Lines in the data below that contain the word "AppState" are to be copied.

**Raw data**

[Start of section]

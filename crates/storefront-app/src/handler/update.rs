//! Main update function - handles state transitions (TEA pattern)

use storefront_core::prelude::*;

use crate::carousel::PauseReason;
use crate::message::Message;
use crate::state::{AppState, Route};

use super::{carousel, catalog, keys::handle_key, pointer, UpdateResult};

/// Process a message and update state
/// Returns optional follow-up message and/or action
pub fn update(state: &mut AppState, message: Message) -> UpdateResult {
    match message {
        Message::Quit => {
            state.request_quit();
            UpdateResult::none()
        }

        Message::Key { key, at } => {
            state.now = at;
            match handle_key(state, key, at) {
                Some(msg) => UpdateResult::message(msg),
                None => UpdateResult::none(),
            }
        }

        Message::Pointer { event, at } => {
            state.now = at;
            pointer::handle_pointer(state, event, at)
        }

        Message::Tick(at) => {
            state.now = at;
            state.banners.tick(at.at);
            state.offers.tick(at.at);
            state.reviews.tick(at.at);
            state.expire_toast(at.at);
            UpdateResult::none()
        }

        Message::Resize { width, height, at } => {
            trace!("Resize to {}x{}", width, height);
            state.viewport_width = width;
            let window_size = state.reviews_window_size();
            if state.reviews.set_window_size(window_size, at.at) {
                debug!("Reviews now {} per page", window_size);
            }
            UpdateResult::none()
        }

        // ─────────────────────────────────────────────────────────
        // Navigation Messages
        // ─────────────────────────────────────────────────────────
        Message::FocusNext => {
            state.focus = state.focus.next();
            UpdateResult::none()
        }

        Message::FocusPrev => {
            state.focus = state.focus.prev();
            UpdateResult::none()
        }

        Message::Carousel { section, event, at } => {
            state.now = at;
            carousel::handle_carousel_event(state, section, event, at.at)
        }

        Message::Select { section, offset } => match state.selected_item(section, offset) {
            Some(item) => UpdateResult::message(Message::OpenItem(item)),
            None => {
                trace!("Nothing to select in {}", section);
                UpdateResult::none()
            }
        },

        Message::OpenItem(item) => {
            info!("Opening {}", item.title());
            let now = state.now;
            pointer::update_hover(state, None, now);
            pointer::cancel_press(state, now);
            state.pause_all(PauseReason::Covered);
            state.focus = item.section();
            state.route = Route::Detail(item);
            UpdateResult::none()
        }

        Message::Back => {
            if matches!(state.route, Route::Detail(_)) {
                state.resume_all(PauseReason::Covered, state.now.at);
            }
            state.route = Route::Home;
            UpdateResult::none()
        }

        // ─────────────────────────────────────────────────────────
        // Catalog Messages
        // ─────────────────────────────────────────────────────────
        Message::LoadCatalog => catalog::handle_load_catalog(state),

        Message::SectionLoaded {
            generation,
            section,
            result,
            at,
        } => catalog::handle_section_loaded(state, generation, section, result, at),

        Message::LogosLoaded {
            generation,
            result,
            at,
        } => catalog::handle_logos_loaded(state, generation, result, at),
    }
}

//! Review card widget

use ratatui::{
    buffer::Buffer,
    layout::Rect,
    text::{Line, Span},
    widgets::{Paragraph, Widget, Wrap},
};

use storefront_core::Review;

use super::text::{display_width, truncate_with_ellipsis};
use crate::theme::styles;

/// One customer review: stars and name, then the wrapped comment
pub struct ReviewCard<'a> {
    review: &'a Review,
}

impl<'a> ReviewCard<'a> {
    pub fn new(review: &'a Review) -> Self {
        Self { review }
    }
}

impl Widget for ReviewCard<'_> {
    fn render(self, area: Rect, buf: &mut Buffer) {
        if area.height == 0 || area.width == 0 {
            return;
        }
        let review = self.review;
        let stars = review.stars();
        let name_room = area
            .width
            .saturating_sub(display_width(&stars) + 1) as usize;

        let mut lines = vec![Line::from(vec![
            Span::styled(stars, styles::stars()),
            Span::raw(" "),
            Span::styled(
                truncate_with_ellipsis(&review.customer_name, name_room),
                styles::title(),
            ),
        ])];
        if let Some(product) = &review.product_name {
            lines.push(Line::from(Span::styled(
                truncate_with_ellipsis(product, area.width as usize),
                styles::text_muted(),
            )));
        }
        lines.push(Line::from(Span::styled(
            format!("“{}”", review.comment),
            styles::text_primary(),
        )));

        Paragraph::new(lines)
            .wrap(Wrap { trim: true })
            .render(area, buf);
    }
}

[End of section]

**Reply**
use crate::state::{AppState, Route};
pub fn update(state: &mut AppState, message: Message) -> UpdateResult {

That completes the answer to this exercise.